When I visited the 2017 Solar Decathlon in suburban Denver last month, I was especially attentive to to issue of costs. It is very expensive for schools to compete in the U.S. Department of Energy's event. The DOE says the estimated cost to date for teams is anywhere from $300,000 to $1.5 million. Previously I discussed the overall cost of the Decathlon and questioned the value of the event.
This year West Virginia University withdrew "because of insurmountable budget challenges" and Washington State University did not finish their house in time to compete. It's getting to be a familiar story. In 2015, as I noted here, Yale University withdrew from the competition just weeks before it occurred, citing problems with fundraising. (I would love any of those students to comment here.)
At the 2017 Decathlon, I heard two students independently use the phrase "unbelievably expensive" to describe their homes. To find out what "unbelievably expensive" means, I dug into the students' competition materials.
2017 Solar Decathlon: Actual Construction Costs
from the Market Potential contest submittals
Notes on the table above:
● These are 1000 ft2 homes (though some --- especially the Swiss --- included extensive enclosed outdoor spaces).
● For the Decathlon, these figures did not include transportation, student & faculty labor, and indirect costs.
● Projected for the "real world," these figures would not include land, real estate fees and taxes, utility hookups, permanent foundations.

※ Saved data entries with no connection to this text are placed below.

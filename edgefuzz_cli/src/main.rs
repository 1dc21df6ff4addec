use edgefuzz_core::config::{
    ConfigInputDelivery, EdgefuzzConfig, ExecutorType as ConfigExecutorType,
};
use edgefuzz_core::executor::{
    CommandExecutor, CommandExecutorConfig, Executor, InProcessExecutor,
    InputDelivery as CoreInputDelivery,
};
use edgefuzz_core::{Engine, StdFileSystem};

use clap::Parser;
use log::{info, warn};
use rand_chacha::ChaCha8Rng;
use rand_core::SeedableRng;
use std::path::PathBuf;
use std::sync::atomic::Ordering;
use std::time::{SystemTime, UNIX_EPOCH};

#[derive(Parser, Debug)]
#[clap(author, version, about, long_about = None)]
struct Cli {
    #[clap(short, long, value_parser)]
    config_file: Option<PathBuf>,
    /// Seed directory.
    #[clap(short, long)]
    input_dir: Option<PathBuf>,
    /// Findings directory.
    #[clap(short, long)]
    output_dir: Option<PathBuf>,
    /// Dictionary file or directory of token files.
    #[clap(short = 'x', long)]
    extras: Option<PathBuf>,
    /// Execution timeout in milliseconds.
    #[clap(short, long)]
    timeout_ms: Option<u64>,
    #[clap(long)]
    max_execs: Option<u64>,
    #[clap(long)]
    max_cycles: Option<u64>,
    /// RNG seed; a time-based seed is used when absent.
    #[clap(long)]
    seed: Option<u64>,
    /// Skip the deterministic stages.
    #[clap(short = 'd', long)]
    skip_deterministic: bool,
    /// Fuzz without coverage feedback.
    #[clap(short = 'n', long)]
    dumb_mode: bool,
    /// Keep fuzzing into the existing output directory.
    #[clap(long)]
    resume: bool,
    #[clap(long)]
    target_command: Option<String>,
}

/// Demo target: a few nested byte checks, with coverage recorded per matched prefix.
fn demo_harness(data: &[u8], trace: &mut [u8]) {
    trace[0] = trace[0].wrapping_add(1);
    let depth = b"BAD!"
        .iter()
        .zip(data)
        .take_while(|(want, got)| want == got)
        .count();
    for level in 0..depth {
        trace[1 + level] = trace[1 + level].wrapping_add(1);
    }
    if depth == 4 {
        panic!("BAD input detected by harness!");
    }
    if data.starts_with(b"CRAS") {
        panic!("CRASH input detected by harness!");
    }
}

fn load_config(cli: &Cli) -> Result<EdgefuzzConfig, anyhow::Error> {
    match &cli.config_file {
        Some(config_path) => {
            info!("Loading configuration from specified path: {config_path:?}");
            EdgefuzzConfig::load_from_file(config_path)
        }
        None => {
            let default_config_path = PathBuf::from("config.toml");
            if default_config_path.exists() {
                info!("No config file specified via CLI, loading default: {default_config_path:?}");
                EdgefuzzConfig::load_from_file(&default_config_path)
            } else {
                info!(
                    "No config file specified and default 'config.toml' not found, using built-in defaults."
                );
                Ok(EdgefuzzConfig::default())
            }
        }
    }
}

fn apply_overrides(config: &mut EdgefuzzConfig, cli: Cli) {
    let fuzzer = &mut config.fuzzer;
    if let Some(dir) = cli.input_dir {
        fuzzer.input_dir = dir;
    }
    if let Some(dir) = cli.output_dir {
        fuzzer.output_dir = dir;
    }
    if cli.extras.is_some() {
        fuzzer.extras = cli.extras;
    }
    if cli.timeout_ms.is_some() {
        fuzzer.timeout_ms = cli.timeout_ms;
    }
    if cli.max_execs.is_some() {
        fuzzer.max_execs = cli.max_execs;
    }
    if cli.max_cycles.is_some() {
        fuzzer.max_cycles = cli.max_cycles;
    }
    if cli.seed.is_some() {
        fuzzer.seed = cli.seed;
    }
    fuzzer.skip_deterministic |= cli.skip_deterministic;
    fuzzer.dumb_mode |= cli.dumb_mode;
    fuzzer.resume |= cli.resume;

    if let Some(target_cmd_str) = cli.target_command {
        if config.executor.executor_type == ConfigExecutorType::Command {
            let cmd_settings = config.executor.command_settings.get_or_insert_with(|| {
                edgefuzz_core::config::CommandExecutorSettings {
                    command: Vec::new(),
                    input_delivery: ConfigInputDelivery::StdIn,
                    working_dir: None,
                    crash_on_nonzero_exit: true,
                }
            });
            if !cmd_settings.command.is_empty() {
                cmd_settings.command[0] = target_cmd_str;
            } else {
                cmd_settings.command.push(target_cmd_str);
            }
        } else {
            warn!("--target-command specified but executor type is not 'command'. Override ignored.");
        }
    }
}

fn build_executor(config: &EdgefuzzConfig) -> Result<Box<dyn Executor>, anyhow::Error> {
    match config.executor.executor_type {
        ConfigExecutorType::InProcess => Ok(Box::new(InProcessExecutor::new(demo_harness))),
        ConfigExecutorType::Command => {
            let cmd_settings = config.executor.command_settings.clone().ok_or_else(|| {
                anyhow::anyhow!("Command settings missing for CommandExecutor type in config")
            })?;
            if cmd_settings.command.is_empty() {
                return Err(anyhow::anyhow!("Target command is empty"));
            }

            let core_input_delivery = match cmd_settings.input_delivery {
                ConfigInputDelivery::StdIn => CoreInputDelivery::StdIn,
                ConfigInputDelivery::File { template } => CoreInputDelivery::File(template),
            };

            let exec_config = CommandExecutorConfig {
                command: cmd_settings.command,
                input_delivery: core_input_delivery,
                working_dir: cmd_settings.working_dir,
                crash_on_nonzero_exit: cmd_settings.crash_on_nonzero_exit,
            };
            let executor = CommandExecutor::new(exec_config)
                .map_err(|e| anyhow::anyhow!("Failed to set up target executor: {e}"))?;
            Ok(Box::new(executor))
        }
    }
}

fn main() -> Result<(), anyhow::Error> {
    env_logger::Builder::from_env(env_logger::Env::default().default_filter_or("info")).init();

    let command_line = std::env::args().collect::<Vec<_>>().join(" ");
    let cli = Cli::parse();
    let mut config = load_config(&cli)?;
    apply_overrides(&mut config, cli);
    log::debug!("Effective configuration: {config:#?}");

    let seed = config.fuzzer.seed.unwrap_or_else(|| {
        SystemTime::now()
            .duration_since(UNIX_EPOCH)
            .map(|d| d.as_nanos() as u64)
            .unwrap_or_default()
    });
    info!("RNG seed: {seed}");
    let rng = ChaCha8Rng::seed_from_u64(seed);

    let executor = build_executor(&config)?;
    let mut engine = Engine::new(config.fuzzer, executor, Box::new(StdFileSystem), rng)?;
    engine.set_command_line(command_line);

    let stop = engine.stop_handle();
    ctrlc::set_handler(move || stop.store(true, Ordering::Relaxed))
        .map_err(|e| anyhow::anyhow!("Failed to install Ctrl-C handler: {e}"))?;

    engine.run()?;

    let counters = engine.counters();
    info!(
        "Fuzzing finished: {} execs, {} paths, {} unique crashes, {} unique hangs, {} cycles done",
        counters.execs_done,
        engine.queue().len(),
        counters.unique_crashes,
        counters.unique_hangs,
        engine.queue_cycle().saturating_sub(1)
    );
    info!("Findings are in {}", engine.layout().out_dir.display());
    Ok(())
}

#[cfg(test)]
mod tests {
    use super::*;

    #[test]
    fn overrides_replace_config_values() {
        let cli = Cli::parse_from([
            "edgefuzz",
            "-i",
            "seeds",
            "-o",
            "findings",
            "--timeout-ms",
            "40",
            "--seed",
            "7",
            "-d",
            "--target-command",
            "./target",
        ]);
        let mut config = EdgefuzzConfig::default();
        apply_overrides(&mut config, cli);
        assert_eq!(config.fuzzer.input_dir, PathBuf::from("seeds"));
        assert_eq!(config.fuzzer.output_dir, PathBuf::from("findings"));
        assert_eq!(config.fuzzer.timeout_ms, Some(40));
        assert_eq!(config.fuzzer.seed, Some(7));
        assert!(config.fuzzer.skip_deterministic);
        assert!(!config.fuzzer.dumb_mode);
        let cmd = config.executor.command_settings.unwrap();
        assert_eq!(cmd.command, vec!["./target".to_string()]);
    }

    #[test]
    fn demo_harness_records_prefix_depth() {
        let mut trace = vec![0u8; 8];
        demo_harness(b"BAx", &mut trace);
        assert_eq!(&trace[..4], &[1, 1, 1, 0]);
        let crashed = std::panic::catch_unwind(|| demo_harness(b"BAD!", &mut vec![0u8; 8]));
        assert!(crashed.is_err());
    }

    #[test]
    fn command_executor_needs_a_command() {
        let config = EdgefuzzConfig::default();
        assert!(build_executor(&config).is_err());
    }
}
#[cfg(test)]
mod tests {
    use super::super::test_support::{FnExecutor, engine_with, prefix_trace};
    use super::*;
    use crate::constants::TMOUT_LIMIT;
    use crate::executor::{ExecStatus, Executor};
    use crate::stats::Stage;
    use std::time::Duration;
    use tempfile::tempdir;

    fn crash_on_x(input: &[u8], trace: &mut [u8]) -> ExecStatus {
        prefix_trace(input, trace);
        match input.first() {
            Some(b'X') => ExecStatus::Crash(11),
            Some(b'T') => ExecStatus::Timeout,
            Some(b'E') => ExecStatus::Error("spawn failed".to_string()),
            _ => ExecStatus::Ok,
        }
    }

    /// Times out on `H` inputs at any timeout, on `F` inputs only under 500 ms,
    /// and crashes on `C` inputs once given 500 ms or more. `R` inputs time out
    /// under 500 ms and fail to execute beyond that.
    struct TimeoutTarget;

    impl Executor for TimeoutTarget {
        fn execute(&mut self, input: &[u8], timeout: Duration, trace: &mut [u8]) -> ExecStatus {
            prefix_trace(input, trace);
            let short = timeout < Duration::from_millis(500);
            match input.first() {
                Some(b'H') => ExecStatus::Timeout,
                Some(b'F') if short => ExecStatus::Timeout,
                Some(b'C') if short => ExecStatus::Timeout,
                Some(b'C') => ExecStatus::Crash(6),
                Some(b'R') if short => ExecStatus::Timeout,
                Some(b'R') => ExecStatus::Error("target vanished".to_string()),
                _ => ExecStatus::Ok,
            }
        }
    }

    fn havoc_ctx(rep: i32) -> StageContext {
        let mut ctx = StageContext::new(0);
        ctx.enter(Stage::Havoc, 100);
        ctx.cur_val = rep;
        ctx
    }

    fn file_names(dir: &std::path::Path) -> Vec<String> {
        let mut names: Vec<String> = std::fs::read_dir(dir)
            .unwrap()
            .map(|e| e.unwrap().file_name().to_string_lossy().into_owned())
            .collect();
        names.sort();
        names
    }

    #[test]
    fn new_path_is_queued_with_provenance() {
        let dir = tempdir().unwrap();
        let mut engine = engine_with(dir.path(), &[("a", b"AAAA")], |_| {}, FnExecutor(crash_on_x));
        engine.prepare().unwrap();

        let ctx = havoc_ctx(3);
        assert_eq!(
            engine.common_fuzz_stuff(b"BAAA", &ctx).unwrap(),
            StageResult::Continue
        );
        assert_eq!(engine.queue().len(), 2);
        let entry = &engine.queue().entries()[1];
        assert_eq!(entry.file_name(), "id=000001,src=000000,op=havoc,rep=3,+cov");
        assert_eq!(std::fs::read(&entry.path).unwrap(), b"BAAA");
        assert!(entry.has_new_cov);
        assert_ne!(entry.exec_cksum, 0);
        assert_eq!(engine.counters().queued_discovered, 1);
        assert_ne!(engine.counters().last_path_time, 0);

        engine.common_fuzz_stuff(b"BAAA", &ctx).unwrap();
        assert_eq!(engine.queue().len(), 2);
        assert_eq!(engine.counters().queued_discovered, 1);
    }

    #[test]
    fn unique_crashes_are_saved_with_readme() {
        let dir = tempdir().unwrap();
        let mut engine = engine_with(dir.path(), &[("a", b"AAAA")], |_| {}, FnExecutor(crash_on_x));
        engine.set_command_line("edgefuzz -c fuzz.toml");
        engine.prepare().unwrap();

        let mut ctx = StageContext::new(0);
        ctx.enter(Stage::Flip1, 32);
        ctx.cur_byte = Some(0);
        engine.common_fuzz_stuff(b"XAAA", &ctx).unwrap();
        engine.common_fuzz_stuff(b"XAAA", &ctx).unwrap();
        engine.common_fuzz_stuff(b"XBAA", &ctx).unwrap();

        let crashes = engine.layout().crashes_dir.clone();
        assert_eq!(
            file_names(&crashes),
            vec![
                "README.txt",
                "id=000000,sig=11,src=000000,op=flip1,pos=0",
                "id=000001,sig=11,src=000000,op=flip1,pos=0",
            ]
        );
        let readme = std::fs::read_to_string(crashes.join("README.txt")).unwrap();
        assert!(readme.contains("edgefuzz -c fuzz.toml"));
        assert_eq!(engine.counters().total_crashes, 3);
        assert_eq!(engine.counters().unique_crashes, 2);
        assert_eq!(engine.counters().last_crash_execs, engine.counters().execs_done);
        assert_eq!(engine.queue().len(), 1);
    }

    #[test]
    fn hangs_are_confirmed_with_the_hang_timeout() {
        let dir = tempdir().unwrap();
        let mut engine = engine_with(
            dir.path(),
            &[("a", b"AAAA")],
            |s| {
                s.timeout_ms = Some(100);
                s.hang_timeout_ms = Some(1000);
            },
            TimeoutTarget,
        );
        engine.prepare().unwrap();

        engine.common_fuzz_stuff(b"HAAA", &havoc_ctx(1)).unwrap();
        engine.common_fuzz_stuff(b"FAAA", &havoc_ctx(2)).unwrap();
        engine.common_fuzz_stuff(b"CAAA", &havoc_ctx(3)).unwrap();

        assert_eq!(
            file_names(&engine.layout().hangs_dir),
            vec!["id=000000,src=000000,op=havoc,rep=1"]
        );
        assert_eq!(engine.counters().total_tmouts, 3);
        assert_eq!(engine.counters().unique_tmouts, 3);
        assert_eq!(engine.counters().unique_hangs, 1);
        assert_ne!(engine.counters().last_hang_time, 0);

        let crashes = file_names(&engine.layout().crashes_dir);
        assert!(crashes.contains(&"id=000000,sig=06,src=000000,op=havoc,rep=3".to_string()));
        assert_eq!(engine.counters().unique_crashes, 1);
    }

    #[test]
    fn failed_hang_rerun_is_dropped() {
        let dir = tempdir().unwrap();
        let mut engine = engine_with(
            dir.path(),
            &[("a", b"AAAA")],
            |s| {
                s.timeout_ms = Some(100);
                s.hang_timeout_ms = Some(1000);
            },
            TimeoutTarget,
        );
        engine.prepare().unwrap();

        assert_eq!(
            engine.common_fuzz_stuff(b"RAAA", &havoc_ctx(1)).unwrap(),
            StageResult::Continue
        );
        assert!(file_names(&engine.layout().hangs_dir).is_empty());
        assert!(file_names(&engine.layout().crashes_dir).is_empty());
        assert_eq!(engine.counters().unique_hangs, 0);
        assert_eq!(engine.counters().total_tmouts, 1);

        engine.common_fuzz_stuff(b"HAAA", &havoc_ctx(2)).unwrap();
        assert_eq!(engine.counters().unique_hangs, 1);
    }

    #[test]
    fn timeout_streak_abandons_entry() {
        let dir = tempdir().unwrap();
        let mut engine = engine_with(
            dir.path(),
            &[("a", b"AAAA")],
            |s| s.hang_timeout_ms = Some(1000),
            FnExecutor(crash_on_x),
        );
        engine.prepare().unwrap();

        let ctx = havoc_ctx(0);
        for _ in 0..=TMOUT_LIMIT {
            assert_eq!(
                engine.common_fuzz_stuff(b"TAAA", &ctx).unwrap(),
                StageResult::Continue
            );
        }
        assert_eq!(
            engine.common_fuzz_stuff(b"TAAA", &ctx).unwrap(),
            StageResult::AbandonEntry
        );
        assert_eq!(engine.counters().cur_skipped_paths, 1);
        assert_eq!(engine.counters().unique_hangs, 1);

        engine.common_fuzz_stuff(b"AAAA", &ctx).unwrap();
        assert_eq!(engine.counters().subseq_tmouts, 0);
    }

    #[test]
    fn simple_file_names() {
        let dir = tempdir().unwrap();
        let mut engine = engine_with(
            dir.path(),
            &[("a", b"AAAA")],
            |s| {
                s.simple_files = true;
                s.hang_timeout_ms = Some(1000);
            },
            FnExecutor(crash_on_x),
        );
        engine.prepare().unwrap();
        assert_eq!(engine.queue().entries()[0].file_name(), "id_000000");

        let ctx = havoc_ctx(0);
        engine.common_fuzz_stuff(b"BAAA", &ctx).unwrap();
        engine.common_fuzz_stuff(b"XAAA", &ctx).unwrap();
        engine.common_fuzz_stuff(b"TAAA", &ctx).unwrap();

        assert_eq!(engine.queue().entries()[1].file_name(), "id_000001");
        let crashes = file_names(&engine.layout().crashes_dir);
        assert!(crashes.contains(&"id_000000_11".to_string()));
        assert_eq!(file_names(&engine.layout().hangs_dir), vec!["id_000000"]);
    }

    #[test]
    fn execution_error_is_fatal() {
        let dir = tempdir().unwrap();
        let mut engine = engine_with(dir.path(), &[("a", b"AAAA")], |_| {}, FnExecutor(crash_on_x));
        engine.prepare().unwrap();
        assert!(matches!(
            engine.common_fuzz_stuff(b"EAAA", &havoc_ctx(0)),
            Err(FuzzError::TargetExecution(_))
        ));
    }
}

● Northwestern, with costs 21% higher than the median, won the Market Potential contest.
Given that the Decathlon is essentially a marketing effort for the PV and electric car industry, again I ask: Why are top universities willing to invest so much in this? Why are students willing to donate their labor to it? Is it a good lesson for any student to build a one-bedroom portable house for $317,000? Is this the highest and best use of all that money?
The 2019 Solar Decathlon will again be staged in Denver.